Journalist: Are you expecting their ATAR scores to be affected by this?
Tehan: So, what we all are going to endeavour to do is to make sure that this year’s ATAR scores are the same as last year’s ATAR scores. But, we will take into account those students who have to learn from home, those who might not be able to access the technology like others do. So, all those normal requirements will be put in place. But, we want this year’s ATAR score to look like last year’s ATAR score, and there is no reason why we can’t do that.
Journalist: It’s one thing to get secondary students studying online, but what about the primary school and prep kids? How do you teach four and five-year-olds remotely?
Tehan: So, obviously, there are challenges when it comes to primary school. But, all teachers are being given the resources to be able to teach at whatever level – whether it be prep right through to Year 12 – they’re getting the professional development tools that they need. Now, some of this is going to put extra requirements on teachers. It’s going to require parents to be patient. But, everyone is committed to make sure that as much learning as possibly can will take place this year. COVID-19 is going to take a lot from us. But, everyone is determined that it won’t take education away from our children.
Journalist: Do you expect most, if not all, of term 2 to be done remotely?

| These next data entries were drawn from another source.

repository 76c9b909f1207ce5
pub mod aggregate;
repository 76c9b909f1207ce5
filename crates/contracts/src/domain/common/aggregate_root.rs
use super::EntityMetadata;

/// Трейт для корня агрегата
///
/// Определяет обязательные методы и метаданные для всех агрегатов системы
pub trait AggregateRoot {
    /// Тип идентификатора агрегата
    type Id;

    // ============================================================================
    // Методы экземпляра (данные конкретной записи)
    // ============================================================================

    /// Получить ID записи
    fn id(&self) -> Self::Id;

    /// Получить бизнес-код записи (например, "SAL-2026-001")
    fn code(&self) -> &str;

    /// Получить описание/название записи
    fn description(&self) -> &str;

    /// Получить метаданные жизненного цикла
    fn metadata(&self) -> &EntityMetadata;

    /// Получить изменяемые метаданные
    fn metadata_mut(&mut self) -> &mut EntityMetadata;

    // ============================================================================
    // Метаданные класса агрегата (статические данные)
    // ============================================================================

    /// Индекс агрегата в системе (например, "a001")
    fn aggregate_index() -> &'static str;

    /// Имя коллекции для БД (например, "customer")
    fn collection_name() -> &'static str;

    /// Имя элемента для UI (единственное число)
    fn element_name() -> &'static str;

    /// Имя списка для UI (множественное число)
    fn list_name() -> &'static str;

    // ============================================================================
    // Методы с реализацией по умолчанию
    // ============================================================================

    /// Полное имя агрегата для системы (например, "a001_customer")
    fn full_name() -> String {
        format!("{}_{}", Self::aggregate_index(), Self::collection_name())
    }
}
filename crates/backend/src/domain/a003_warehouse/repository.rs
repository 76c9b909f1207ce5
use chrono::Utc;
use contracts::domain::a003_warehouse::aggregate::{Warehouse, WarehouseId};
use contracts::domain::common::{BaseAggregate, EntityMetadata};
use serde::{Deserialize, Serialize};

use sea_orm::entity::prelude::*;
use sea_orm::sea_query::{Expr, Func};
use sea_orm::{ColumnTrait, EntityTrait, NotSet, QueryFilter, Set};

use crate::shared::data::db::get_connection;

#[derive(Clone, Debug, PartialEq, Eq, DeriveEntityModel, Serialize, Deserialize)]
#[sea_orm(table_name = "a003_warehouse")]
pub struct Model {
    #[sea_orm(primary_key)]
    pub id: i64,
    pub code: String,
    pub description: String,
    pub comment: Option<String>,
    pub address: String,
    pub is_deleted: bool,
    pub is_posted: bool,
    pub created_at: Option<chrono::DateTime<chrono::Utc>>,
    pub updated_at: Option<chrono::DateTime<chrono::Utc>>,
    pub version: i32,
}

#[derive(Copy, Clone, Debug, EnumIter, DeriveRelation)]
pub enum Relation {}

impl ActiveModelBehavior for ActiveModel {}

impl From<Model> for Warehouse {
    fn from(m: Model) -> Self {
        let metadata = EntityMetadata {
            created_at: m.created_at.unwrap_or_else(Utc::now),
            updated_at: m.updated_at.unwrap_or_else(Utc::now),
            is_deleted: m.is_deleted,
            is_posted: m.is_posted,
            version: m.version,
        };

        Warehouse {
            base: BaseAggregate::with_metadata(
                WarehouseId(m.id),
                m.code,
                m.description,
                m.comment.clone(),
                metadata,
            ),
            address: m.address,
        }
    }
}

fn conn() -> &'static DatabaseConnection {
    get_connection()
}

pub async fn list_all() -> anyhow::Result<Vec<Warehouse>> {
    let items = Entity::find()
        .filter(Column::IsDeleted.eq(false))
        .all(conn())
        .await?
        .into_iter()
        .map(Into::into)
        .collect();
    Ok(items)
}

pub async fn get_by_id(id: i64) -> anyhow::Result<Option<Warehouse>> {
    let result = Entity::find_by_id(id).one(conn()).await?;
    Ok(result.map(Into::into))
}

pub async fn find_by_name(name: &str) -> anyhow::Result<Option<Warehouse>> {
    let result = Entity::find()
        .filter(Column::IsDeleted.eq(false))
        .filter(
            Expr::expr(Func::lower(Expr::col(Column::Description)))
                .eq(name.trim().to_lowercase()),
        )
        .one(conn())
        .await?;
    Ok(result.map(Into::into))
}

pub async fn insert(aggregate: &Warehouse) -> anyhow::Result<i64> {
    let active = ActiveModel {
        id: NotSet,
        code: Set(aggregate.base.code.clone()),
        description: Set(aggregate.base.description.clone()),
        comment: Set(aggregate.base.comment.clone()),
        address: Set(aggregate.address.clone()),
        is_deleted: Set(aggregate.base.metadata.is_deleted),
        is_posted: Set(aggregate.base.metadata.is_posted),
        created_at: Set(Some(aggregate.base.metadata.created_at)),
        updated_at: Set(Some(aggregate.base.metadata.updated_at)),
        version: Set(aggregate.base.metadata.version),
    };
    let inserted = active.insert(conn()).await?;
    Ok(inserted.id)
}

pub async fn update(aggregate: &Warehouse) -> anyhow::Result<()> {
    let active = ActiveModel {
        id: Set(aggregate.base.id.value()),
        code: Set(aggregate.base.code.clone()),
        description: Set(aggregate.base.description.clone()),
        comment: Set(aggregate.base.comment.clone()),
        address: Set(aggregate.address.clone()),
        is_deleted: Set(aggregate.base.metadata.is_deleted),
        is_posted: Set(aggregate.base.metadata.is_posted),
        updated_at: Set(Some(aggregate.base.metadata.updated_at)),
        version: Set(aggregate.base.metadata.version),
        created_at: NotSet,
    };
    active.update(conn()).await?;
    Ok(())
}

pub async fn soft_delete(id: i64) -> anyhow::Result<bool> {
    let result = Entity::update_many()
        .col_expr(Column::IsDeleted, Expr::value(true))
        .col_expr(Column::UpdatedAt, Expr::value(Utc::now()))
        .filter(Column::Id.eq(id))
        .exec(conn())
        .await?;
    Ok(result.rows_affected > 0)
}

Tehan: So, different states and territories will have a different approach to term two. We’ve seen announcements made by Victoria today. But, in the NT, classrooms will remain open, and schooling will be as normal. South Australia and Western Australia are looking at their circumstances, and will have things to say about what they’re offering in term two will look like. And, that is the responsibility of states and territories, to understand what the pandemic looks like within their jurisdiction, and to set the arrangements according to that.
Journalist: Any plan to hand out PPE for teachers who do have to return to the classroom?
Tehan: So, we will continue to take the advice of the medical expert panel. That’s made up of the Commonwealth Medical Officer, the state and territory medical officers. They continue to provide direction to the National Cabinet on whether schools should be open or not, and the clear directive at the moment is it’s safe for schools to be open. And, they’re also looking at what requirements we should be putting in place to keep teachers safe, and we’ll continue to take their advice on that.
Journalist: Do you think we’ll have a situation where teachers are wearing masks in class?
Tehan: So, there is no requirements, and there has been no directive on that front. At the moment, the directive is quite clear. It’s safe for kids to be at school. And, also, it’s safe for teachers to be there teaching those children, with all the normal requirements taken into account.
Journalist: Is there any difference of opinion between the different states?
Tehan: We’ve been working incredibly closely together now for nearly two years, and the sense of purpose and the sense of trying to get that nationally consistent approach was there for all to see at today’s meeting. And, can I, once again, thank all my state and territory colleagues, all the education ministers, for the very cooperative way they continue not only to engage with the Commonwealth, but engage with each other. Thanks, everyone.